====== GIVEN RECORDS ======

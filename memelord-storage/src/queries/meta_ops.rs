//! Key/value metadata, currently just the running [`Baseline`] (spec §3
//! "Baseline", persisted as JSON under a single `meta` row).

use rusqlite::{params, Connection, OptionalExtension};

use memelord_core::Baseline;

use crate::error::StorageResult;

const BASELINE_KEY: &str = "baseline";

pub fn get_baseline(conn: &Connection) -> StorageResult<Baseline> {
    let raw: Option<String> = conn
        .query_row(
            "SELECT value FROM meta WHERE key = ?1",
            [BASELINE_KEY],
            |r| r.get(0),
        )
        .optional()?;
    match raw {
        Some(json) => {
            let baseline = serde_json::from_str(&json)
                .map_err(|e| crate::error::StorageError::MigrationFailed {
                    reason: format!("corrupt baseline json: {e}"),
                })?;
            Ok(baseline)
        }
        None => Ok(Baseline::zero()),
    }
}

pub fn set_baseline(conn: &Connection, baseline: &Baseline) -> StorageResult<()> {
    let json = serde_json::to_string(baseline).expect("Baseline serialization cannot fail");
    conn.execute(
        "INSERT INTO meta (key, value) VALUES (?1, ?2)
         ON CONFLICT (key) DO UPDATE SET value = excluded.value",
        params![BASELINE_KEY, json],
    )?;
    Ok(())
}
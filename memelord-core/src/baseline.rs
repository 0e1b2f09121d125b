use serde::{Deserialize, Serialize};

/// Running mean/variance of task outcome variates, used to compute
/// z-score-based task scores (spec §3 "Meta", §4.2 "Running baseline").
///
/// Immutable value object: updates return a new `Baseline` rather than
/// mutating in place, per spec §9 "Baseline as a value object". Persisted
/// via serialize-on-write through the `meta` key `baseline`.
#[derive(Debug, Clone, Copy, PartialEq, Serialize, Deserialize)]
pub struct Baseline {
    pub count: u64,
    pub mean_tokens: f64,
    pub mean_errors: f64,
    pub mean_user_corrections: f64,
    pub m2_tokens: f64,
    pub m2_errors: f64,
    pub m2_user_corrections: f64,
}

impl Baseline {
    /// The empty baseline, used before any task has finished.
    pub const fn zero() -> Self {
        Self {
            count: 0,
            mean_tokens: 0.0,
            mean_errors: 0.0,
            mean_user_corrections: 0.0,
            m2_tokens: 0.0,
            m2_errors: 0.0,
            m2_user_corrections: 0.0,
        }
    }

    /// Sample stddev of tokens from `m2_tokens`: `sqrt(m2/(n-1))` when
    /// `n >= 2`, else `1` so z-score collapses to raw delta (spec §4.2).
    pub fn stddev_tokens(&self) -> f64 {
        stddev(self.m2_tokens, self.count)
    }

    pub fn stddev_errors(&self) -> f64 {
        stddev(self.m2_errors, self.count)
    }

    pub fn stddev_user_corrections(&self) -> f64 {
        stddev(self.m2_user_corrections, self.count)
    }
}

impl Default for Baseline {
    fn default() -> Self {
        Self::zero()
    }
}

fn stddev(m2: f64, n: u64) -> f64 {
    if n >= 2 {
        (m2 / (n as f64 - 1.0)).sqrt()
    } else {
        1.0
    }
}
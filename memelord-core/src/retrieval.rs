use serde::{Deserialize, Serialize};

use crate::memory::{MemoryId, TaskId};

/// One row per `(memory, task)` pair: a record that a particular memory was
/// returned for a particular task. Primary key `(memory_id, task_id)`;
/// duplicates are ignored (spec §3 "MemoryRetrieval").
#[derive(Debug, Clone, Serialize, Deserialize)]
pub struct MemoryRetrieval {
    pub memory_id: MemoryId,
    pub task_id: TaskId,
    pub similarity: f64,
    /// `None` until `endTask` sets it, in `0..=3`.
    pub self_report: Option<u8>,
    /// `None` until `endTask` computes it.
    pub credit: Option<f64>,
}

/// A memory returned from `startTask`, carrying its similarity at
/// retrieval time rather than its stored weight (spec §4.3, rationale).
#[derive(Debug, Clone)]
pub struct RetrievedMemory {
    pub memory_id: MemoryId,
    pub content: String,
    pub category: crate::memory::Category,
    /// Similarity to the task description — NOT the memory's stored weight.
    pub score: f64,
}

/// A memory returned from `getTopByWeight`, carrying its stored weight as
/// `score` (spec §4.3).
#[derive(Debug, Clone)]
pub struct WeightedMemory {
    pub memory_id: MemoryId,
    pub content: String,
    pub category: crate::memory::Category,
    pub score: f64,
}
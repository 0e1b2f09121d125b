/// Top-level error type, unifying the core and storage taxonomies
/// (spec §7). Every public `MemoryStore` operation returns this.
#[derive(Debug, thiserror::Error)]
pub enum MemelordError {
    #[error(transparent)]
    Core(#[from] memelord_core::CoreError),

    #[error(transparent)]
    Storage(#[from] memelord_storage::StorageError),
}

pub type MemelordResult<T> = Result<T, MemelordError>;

======

__WORK INSTRUCTIONS__. Which lines in the data above hold the word "const"? Return each of them.

__RESPONSE TO THE TASK__.
const BASELINE_KEY: &str = "baseline";
    pub const fn zero() -> Self {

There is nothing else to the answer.